*How to complete this task*
Scan the entries below and return each line that contains "DbPool".

*Records drawn from a dataset*

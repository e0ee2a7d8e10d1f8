use crate::db::log::ttlog;
use crate::db::pool::DbPool;
use crate::errors::{AppError, AppResult};
use crate::export::ensure_writable;
use crate::ui::messages::{info, success, warning};
use std::fs;
use std::path::{Path, PathBuf};
use zip::ZipWriter;
use zip::write::FileOptions;

pub struct BackupLogic;

impl BackupLogic {
    /// Copy the database file to `dest_file`, zipped when `compress` is set.
    /// Returns the path actually written.
    pub fn backup(
        pool: &DbPool,
        db_path: &str,
        dest_file: &str,
        compress: bool,
        force: bool,
    ) -> AppResult<PathBuf> {
        let src = Path::new(db_path);
        let dest = Path::new(dest_file);

        if !src.exists() {
            return Err(AppError::from(std::io::Error::new(
                std::io::ErrorKind::NotFound,
                format!("Database not found: {}", src.display()),
            )));
        }

        if let Some(parent) = dest.parent()
            && !parent.as_os_str().is_empty()
        {
            fs::create_dir_all(parent)?;
        }

        ensure_writable(dest, force)?;

        // flush the WAL so the copied file is complete
        let busy: i64 = pool
            .conn
            .query_row("PRAGMA wal_checkpoint(FULL);", [], |r| r.get(0))?;
        if busy != 0 {
            warning("WAL checkpoint did not complete; the backup may miss recent writes");
        }

        fs::copy(src, dest)?;
        success(format!("Backup created: {}", dest.display()));

        let final_path = if compress {
            let compressed = compress_backup(dest)?;
            if compressed != dest {
                match fs::remove_file(dest) {
                    Ok(()) => info(format!("Removed uncompressed backup: {}", dest.display())),
                    Err(e) => warning(format!("Failed to remove uncompressed backup: {}", e)),
                }
            }
            compressed
        } else {
            dest.to_path_buf()
        };

        ttlog(
            &pool.conn,
            "backup",
            &final_path.to_string_lossy(),
            if compress {
                "Backup created and compressed"
            } else {
                "Backup created"
            },
        )?;

        Ok(final_path)
    }
}

/// Compress a backup using .zip
fn compress_backup(path: &Path) -> AppResult<PathBuf> {
    let zip_path = path.with_extension("zip");
    let entry_name = path
        .file_name()
        .map(|n| n.to_string_lossy().into_owned())
        .ok_or_else(|| AppError::Other(format!("invalid backup path: {}", path.display())))?;

    let file = fs::File::create(&zip_path)?;
    let mut zip = ZipWriter::new(file);

    let options: FileOptions<'_, ()> =
        FileOptions::default().compression_method(zip::CompressionMethod::Deflated);

    let mut f = fs::File::open(path)?;
    zip.start_file(entry_name, options)
        .map_err(std::io::Error::other)?;

    std::io::copy(&mut f, &mut zip)?;
    zip.finish().map_err(std::io::Error::other)?;

    info(format!("Compressed: {}", zip_path.display()));

    Ok(zip_path)
}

*Answer area*
use crate::db::pool::DbPool;
        pool: &DbPool,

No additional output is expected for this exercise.